As shown in FIG. 7B, the FF 83 is operated in a period of a plurality of alternately continued periods, such as a data transit period 87, a data settlement period 88, a data transit period 87-1, a data settlement period 88-1, a data transit period 87-2, a data settlement period 88-2, and a data transit period 87-3, so as to transfer data 86, 86-1, 86-2 and 86-3 in synchronization with the FF 82 and the FF 84.

In response to a rising edge of a pulse clock fed from the pulse generator 81 at the period of the data settlement period 88-1, the FF 83 changes to a set-up time to fetch data, and then to a hold time to hold the data. Thus, the FF 83 prepares data for a synchronous circuit or a logic circuit provided in a subsequent stage.

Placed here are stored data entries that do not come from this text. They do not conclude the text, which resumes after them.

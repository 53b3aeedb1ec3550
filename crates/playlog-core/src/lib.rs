//! Core types and trait definitions for the playlog run recorder.
//!
//! This crate is deliberately free of HTTP and database dependencies.
//! All other crates depend on it.

// We intentionally use native `async fn` in traits (stabilised in Rust 1.75).
// Suppress the advisory lint about `Send` bounds on the returned futures.
#![allow(async_fn_in_trait)]

pub mod annotation;
pub mod error;
pub mod result;
pub mod run;
pub mod store;

pub use error::{Error, Result};
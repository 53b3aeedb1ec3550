//! playlog-server binary.
//!
//! Reads `playlog.toml` (or the path specified with `--config`), opens the
//! SQLite run store, and serves the read API over HTTP.

use std::{path::PathBuf, sync::Arc};

use anyhow::Context as _;
use clap::Parser;
use playlog_server::{ServerConfig, app, expand_tilde};
use playlog_store_sqlite::SqliteStore;
use tokio::net::TcpListener;
use tracing::level_filters::LevelFilter;
use tracing_subscriber::EnvFilter;

#[derive(Parser)]
#[command(author, version, about = "Playbook run history server")]
struct Cli {
  /// Path to the TOML configuration file.
  #[arg(short, long, default_value = "playlog.toml")]
  config: PathBuf,
}

#[tokio::main]
async fn main() -> anyhow::Result<()> {
  // Initialise tracing.
  tracing_subscriber::fmt()
    .with_env_filter(
      EnvFilter::builder()
        .with_default_directive(LevelFilter::INFO.into())
        .from_env_lossy(),
    )
    .init();

  let cli = Cli::parse();

  let server_cfg = ServerConfig::load(&cli.config)
    .with_context(|| format!("failed to load config from {:?}", cli.config))?;

  let store_path = expand_tilde(&server_cfg.store_path);
  if let Some(parent) = store_path.parent()
    && !parent.as_os_str().is_empty()
  {
    std::fs::create_dir_all(parent)
      .with_context(|| format!("failed to create {parent:?}"))?;
  }

  let store = SqliteStore::open_with(&store_path, server_cfg.store.clone())
    .await
    .with_context(|| format!("failed to open store at {store_path:?}"))?;

  let address = server_cfg.address();
  tracing::info!(store = ?store_path, "Listening on http://{address}");
  let listener = TcpListener::bind(&address)
    .await
    .with_context(|| format!("failed to bind {address}"))?;

  axum::serve(listener, app(Arc::new(store)))
    .await
    .context("server error")?;

  Ok(())
}
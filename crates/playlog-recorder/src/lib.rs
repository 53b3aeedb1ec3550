//! The run-recording engine.
//!
//! Consumes the lifecycle notifications an orchestration engine emits during a
//! playbook run and turns them into a persisted run history through any
//! [`playlog_core::store::RunStore`]:
//!
//! - [`RunContext`] tracks the currently open playbook, play and task.
//! - [`RunRecorder`] creates entities from start notifications, attributes
//!   per-host results to the task named by each result, and writes the
//!   end-of-run stats.
//! - [`RunRecorder::record`] is the key/value annotation directive.
//!
//! One recorder records one run at a time. Independent concurrent runs each
//! get their own recorder over a shared store.

mod annotation;
mod context;
mod lifecycle;
mod recorder;

pub mod error;

pub use annotation::RecordArgs;
pub use context::{RunContext, RunState, Snapshot};
pub use error::{Error, Result, Scope};
pub use lifecycle::{Isolated, LifecycleSink, RunnerResult};
pub use recorder::RunRecorder;
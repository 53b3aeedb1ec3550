//! Tuning knobs for [`crate::SqliteStore`].

use std::time::Duration;

use serde::Deserialize;

/// Connection and write-retry settings. Every field has a default so the
/// struct can be nested, partially specified, in a larger config file.
#[derive(Debug, Clone, Deserialize)]
#[serde(default)]
pub struct StoreOptions {
  /// How long SQLite itself waits on a locked database before giving up.
  pub busy_timeout_ms:  u64,
  /// Extra attempts for a write that still finds the database locked.
  pub write_retries:    u32,
  /// Delay before retry `n` is `n * retry_backoff_ms`.
  pub retry_backoff_ms: u64,
}

impl Default for StoreOptions {
  fn default() -> Self {
    Self { busy_timeout_ms: 5_000, write_retries: 5, retry_backoff_ms: 20 }
  }
}

impl StoreOptions {
  pub fn busy_timeout(&self) -> Duration {
    Duration::from_millis(self.busy_timeout_ms)
  }

  pub fn backoff(&self, attempt: u32) -> Duration {
    Duration::from_millis(self.retry_backoff_ms * u64::from(attempt))
  }
}
// ─── RunStore impl ───────────────────────────────────────────────────────────

impl RunStore for SqliteStore {
  type Error = Error;

  // ── Run hierarchy ─────────────────────────────────────────────────────────

  async fn create_playbook(&self, path: String) -> Result<Playbook> {
    let playbook = Playbook {
      playbook_id:  Uuid::new_v4(),
      path,
      started_at:   Utc::now(),
      completed_at: None,
    };

    let id_str = encode_uuid(playbook.playbook_id);
    let path   = playbook.path.clone();
    let at_str = encode_dt(playbook.started_at);

    self
      .write("create_playbook", move |conn| {
        conn.execute(
          "INSERT INTO playbooks (playbook_id, path, started_at) VALUES (?1, ?2, ?3)",
          rusqlite::params![id_str, path, at_str],
        )?;
        Ok(())
      })
      .await?;

    Ok(playbook)
  }

  async fn complete_playbook(
    &self,
    playbook_id: Uuid,
    at:          DateTime<Utc>,
  ) -> Result<()> {
    let id_str = encode_uuid(playbook_id);
    let at_str = encode_dt(at);

    let updated = self
      .write("complete_playbook", move |conn| {
        conn.execute(
          "UPDATE playbooks SET completed_at = ?2 WHERE playbook_id = ?1",
          rusqlite::params![id_str, at_str],
        )
      })
      .await?;

    if updated == 0 {
      return Err(Error::PlaybookNotFound(playbook_id));
    }
    Ok(())
  }

  async fn create_play(&self, playbook_id: Uuid, name: String) -> Result<Play> {
    let play_id         = Uuid::new_v4();
    let started_at      = Utc::now();
    let play_id_str     = encode_uuid(play_id);
    let playbook_id_str = encode_uuid(playbook_id);
    let name_col        = name.clone();
    let at_str          = encode_dt(started_at);

    // The sequence is computed inside the INSERT so it is assigned atomically
    // on the connection thread.
    let sequence: i64 = self
      .write("create_play", move |conn| {
        conn.query_row(
          "INSERT INTO plays (play_id, playbook_id, name, sequence, started_at)
           SELECT ?1, ?2, ?3, COALESCE(MAX(sequence), 0) + 1, ?4
           FROM plays WHERE playbook_id = ?2
           RETURNING sequence",
          rusqlite::params![play_id_str, playbook_id_str, name_col, at_str],
          |row| row.get(0),
        )
      })
      .await?;

    Ok(Play { play_id, playbook_id, name, sequence, started_at })
  }

  async fn create_task(&self, input: NewTask) -> Result<Task> {
    let task_id     = input.task_id;
    let started_at  = Utc::now();
    let task_id_str = encode_uuid(task_id);
    let play_id_str = encode_uuid(input.play_id);
    let name        = input.name.clone();
    let action      = input.action.clone();
    let file        = input.location.file.clone();
    let line        = input.location.line;
    let conditional = input.is_conditional;
    let handler     = input.is_handler;
    let at_str      = encode_dt(started_at);

    let sequence: i64 = self
      .write("create_task", move |conn| {
        conn.query_row(
          "INSERT INTO tasks (
             task_id, play_id, name, action, file, line,
             sequence, is_conditional, is_handler, started_at
           )
           SELECT ?1, ?2, ?3, ?4, ?5, ?6,
                  COALESCE(MAX(sequence), 0) + 1, ?7, ?8, ?9
           FROM tasks WHERE play_id = ?2
           RETURNING sequence",
          rusqlite::params![
            task_id_str,
            play_id_str,
            name,
            action,
            file,
            line,
            conditional,
            handler,
            at_str,
          ],
          |row| row.get(0),
        )
      })
      .await?;

    Ok(Task {
      task_id,
      play_id: input.play_id,
      name: input.name,
      action: input.action,
      location: input.location,
      sequence,
      is_conditional: input.is_conditional,
      is_handler: input.is_handler,
      started_at,
    })
  }

  // ── Hosts and outcomes ────────────────────────────────────────────────────

  async fn ensure_host(&self, name: String) -> Result<Host> {
    let new_id_str = encode_uuid(Uuid::new_v4());

    let raw = self
      .write("ensure_host", move |conn| {
        conn.execute(
          "INSERT INTO hosts (host_id, name) VALUES (?1, ?2)
           ON CONFLICT (name) DO NOTHING",
          rusqlite::params![new_id_str, name],
        )?;
        conn.query_row(
          "SELECT host_id, name FROM hosts WHERE name = ?1",
          rusqlite::params![name],
          RawHost::from_row,
        )
      })
      .await?;

    raw.into_host()
  }

  async fn insert_result(&self, input: NewTaskResult) -> Result<TaskResult> {
    let result = TaskResult {
      result_id:   Uuid::new_v4(),
      task_id:     input.task_id,
      host_id:     input.host_id,
      status:      input.status,
      changed:     input.changed,
      details:     input.details,
      recorded_at: Utc::now(),
    };

    let result_id_str = encode_uuid(result.result_id);
    let task_id_str   = encode_uuid(result.task_id);
    let host_id_str   = encode_uuid(result.host_id);
    let status_str    = result.status.as_str();
    let changed       = result.changed;
    let details_str   = result
      .details
      .as_ref()
      .map(serde_json::to_string)
      .transpose()?;
    let at_str        = encode_dt(result.recorded_at);

    self
      .write("insert_result", move |conn| {
        conn.execute(
          "INSERT INTO task_results (
             result_id, task_id, host_id, status, changed, details, recorded_at
           ) VALUES (?1, ?2, ?3, ?4, ?5, ?6, ?7)",
          rusqlite::params![
            result_id_str,
            task_id_str,
            host_id_str,
            status_str,
            changed,
            details_str,
            at_str,
          ],
        )?;
        Ok(())
      })
      .await?;

    Ok(result)
  }

  async fn upsert_stats(
    &self,
    playbook_id: Uuid,
    host_id:     Uuid,
    counts:      HostSummary,
  ) -> Result<Stats> {
    let stats = Stats { playbook_id, host_id, counts, recorded_at: Utc::now() };

    let playbook_id_str = encode_uuid(playbook_id);
    let host_id_str     = encode_uuid(host_id);
    let at_str          = encode_dt(stats.recorded_at);

    self
      .write("upsert_stats", move |conn| {
        conn.execute(
          "INSERT INTO stats (
             playbook_id, host_id, ok, failed, changed, skipped, unreachable,
             recorded_at
           ) VALUES (?1, ?2, ?3, ?4, ?5, ?6, ?7, ?8)
           ON CONFLICT (playbook_id, host_id) DO UPDATE SET
             ok          = excluded.ok,
             failed      = excluded.failed,
             changed     = excluded.changed,
             skipped     = excluded.skipped,
             unreachable = excluded.unreachable,
             recorded_at = excluded.recorded_at",
          rusqlite::params![
            playbook_id_str,
            host_id_str,
            counts.ok,
            counts.failed,
            counts.changed,
            counts.skipped,
            counts.unreachable,
            at_str,
          ],
        )?;
        Ok(())
      })
      .await?;

    Ok(stats)
  }

  async fn upsert_data(
    &self,
    playbook_id: Uuid,
    key:         String,
    value:       String,
  ) -> Result<Data> {
    let recorded_at     = Utc::now();
    let new_id_str      = encode_uuid(Uuid::new_v4());
    let playbook_id_str = encode_uuid(playbook_id);
    let key_col         = key.clone();
    let value_col       = value.clone();
    let at_str          = encode_dt(recorded_at);

    // On conflict the existing row keeps its id; RETURNING reports whichever
    // row now holds the key.
    let id_str: String = self
      .write("upsert_data", move |conn| {
        conn.query_row(
          "INSERT INTO data (data_id, playbook_id, key, value, recorded_at)
           VALUES (?1, ?2, ?3, ?4, ?5)
           ON CONFLICT (playbook_id, key) DO UPDATE SET
             value       = excluded.value,
             recorded_at = excluded.recorded_at
           RETURNING data_id",
          rusqlite::params![new_id_str, playbook_id_str, key_col, value_col, at_str],
          |row| row.get(0),
        )
      })
      .await?;

    Ok(Data {
      data_id: decode_uuid(&id_str)?,
      playbook_id,
      key,
      value,
      recorded_at,
    })
  }

  // ── Reads ─────────────────────────────────────────────────────────────────

  async fn get_playbook(&self, playbook_id: Uuid) -> Result<Option<Playbook>> {
    let id_str = encode_uuid(playbook_id);
    let sql    = format!(
      "SELECT {} FROM playbooks WHERE playbook_id = ?1",
      RawPlaybook::COLUMNS
    );

    let raw = self
      .read(move |conn| {
        conn
          .query_row(&sql, rusqlite::params![id_str], RawPlaybook::from_row)
          .optional()
      })
      .await?;

    raw.map(RawPlaybook::into_playbook).transpose()
  }

  async fn list_playbooks(&self) -> Result<Vec<Playbook>> {
    let sql = format!(
      "SELECT {} FROM playbooks ORDER BY started_at DESC, rowid DESC",
      RawPlaybook::COLUMNS
    );

    let raws = self
      .read(move |conn| {
        let mut stmt = conn.prepare(&sql)?;
        let rows = stmt
          .query_map([], RawPlaybook::from_row)?
          .collect::<rusqlite::Result<Vec<_>>>()?;
        Ok(rows)
      })
      .await?;

    raws.into_iter().map(RawPlaybook::into_playbook).collect()
  }

  async fn get_play(&self, play_id: Uuid) -> Result<Option<Play>> {
    let id_str = encode_uuid(play_id);
    let sql    =
      format!("SELECT {} FROM plays WHERE play_id = ?1", RawPlay::COLUMNS);

    let raw = self
      .read(move |conn| {
        conn
          .query_row(&sql, rusqlite::params![id_str], RawPlay::from_row)
          .optional()
      })
      .await?;

    raw.map(RawPlay::into_play).transpose()
  }

  async fn list_plays(&self, playbook_id: Uuid) -> Result<Vec<Play>> {
    let id_str = encode_uuid(playbook_id);
    let sql    = format!(
      "SELECT {} FROM plays WHERE playbook_id = ?1 ORDER BY sequence",
      RawPlay::COLUMNS
    );

    let raws = self
      .read(move |conn| {
        let mut stmt = conn.prepare(&sql)?;
        let rows = stmt
          .query_map(rusqlite::params![id_str], RawPlay::from_row)?
          .collect::<rusqlite::Result<Vec<_>>>()?;
        Ok(rows)
      })
      .await?;

    raws.into_iter().map(RawPlay::into_play).collect()
  }

  async fn get_task(&self, task_id: Uuid) -> Result<Option<Task>> {
    let id_str = encode_uuid(task_id);
    let sql    =
      format!("SELECT {} FROM tasks WHERE task_id = ?1", RawTask::COLUMNS);

    let raw = self
      .read(move |conn| {
        conn
          .query_row(&sql, rusqlite::params![id_str], RawTask::from_row)
          .optional()
      })
      .await?;

    raw.map(RawTask::into_task).transpose()
  }

  async fn list_tasks(&self, play_id: Uuid) -> Result<Vec<Task>> {
    let id_str = encode_uuid(play_id);
    let sql    = format!(
      "SELECT {} FROM tasks WHERE play_id = ?1 ORDER BY sequence",
      RawTask::COLUMNS
    );

    let raws = self
      .read(move |conn| {
        let mut stmt = conn.prepare(&sql)?;
        let rows = stmt
          .query_map(rusqlite::params![id_str], RawTask::from_row)?
          .collect::<rusqlite::Result<Vec<_>>>()?;
        Ok(rows)
      })
      .await?;

    raws.into_iter().map(RawTask::into_task).collect()
  }

  async fn list_results(&self, task_id: Uuid) -> Result<Vec<TaskResult>> {
    let id_str = encode_uuid(task_id);
    let sql    = format!(
      "SELECT {} FROM task_results WHERE task_id = ?1 ORDER BY rowid",
      RawTaskResult::COLUMNS
    );

    let raws = self
      .read(move |conn| {
        let mut stmt = conn.prepare(&sql)?;
        let rows = stmt
          .query_map(rusqlite::params![id_str], RawTaskResult::from_row)?
          .collect::<rusqlite::Result<Vec<_>>>()?;
        Ok(rows)
      })
      .await?;

    raws.into_iter().map(RawTaskResult::into_result).collect()
  }

  async fn list_hosts(&self) -> Result<Vec<Host>> {
    let raws = self
      .read(|conn| {
        let mut stmt =
          conn.prepare("SELECT host_id, name FROM hosts ORDER BY name")?;
        let rows = stmt
          .query_map([], RawHost::from_row)?
          .collect::<rusqlite::Result<Vec<_>>>()?;
        Ok(rows)
      })
      .await?;

    raws.into_iter().map(RawHost::into_host).collect()
  }

  async fn list_stats(&self, playbook_id: Uuid) -> Result<Vec<Stats>> {
    let id_str = encode_uuid(playbook_id);
    let sql    = format!(
      "SELECT {} FROM stats WHERE playbook_id = ?1 ORDER BY rowid",
      RawStats::COLUMNS
    );

    let raws = self
      .read(move |conn| {
        let mut stmt = conn.prepare(&sql)?;
        let rows = stmt
          .query_map(rusqlite::params![id_str], RawStats::from_row)?
          .collect::<rusqlite::Result<Vec<_>>>()?;
        Ok(rows)
      })
      .await?;

    raws.into_iter().map(RawStats::into_stats).collect()
  }

  async fn get_data(&self, playbook_id: Uuid, key: String) -> Result<Option<Data>> {
    let id_str = encode_uuid(playbook_id);
    let sql    = format!(
      "SELECT {} FROM data WHERE playbook_id = ?1 AND key = ?2",
      RawData::COLUMNS
    );

    let raw = self
      .read(move |conn| {
        conn
          .query_row(&sql, rusqlite::params![id_str, key], RawData::from_row)
          .optional()
      })
      .await?;

    raw.map(RawData::into_data).transpose()
  }

  async fn list_data(&self, playbook_id: Uuid) -> Result<Vec<Data>> {
    let id_str = encode_uuid(playbook_id);
    let sql    = format!(
      "SELECT {} FROM data WHERE playbook_id = ?1 ORDER BY key",
      RawData::COLUMNS
    );

    let raws = self
      .read(move |conn| {
        let mut stmt = conn.prepare(&sql)?;
        let rows = stmt
          .query_map(rusqlite::params![id_str], RawData::from_row)?
          .collect::<rusqlite::Result<Vec<_>>>()?;
        Ok(rows)
      })
      .await?;

    raws.into_iter().map(RawData::into_data).collect()
  }
}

For a synchronization timing, a signal propagation time 89 is set such that first data 86-1 which appears at the data input, is fetched in the period of the data settlement period 88-1, before second data 86-2 of a next period appears.

However, in a critical path, mismatching may occur in which the output data from the data output “Q” of the FF 82 is changed during the data settlement period 88-1, and the second data 86-2 reaches the data input “D” of the FF 83 to be fetched in the FF 83.

Incidentally, if the output data from the data output “Q” of the FF 82 is changed during the subsequent data settlement period 88-2, mismatching occurs in which third data 86-3 of a next period is fetched in the FF 83.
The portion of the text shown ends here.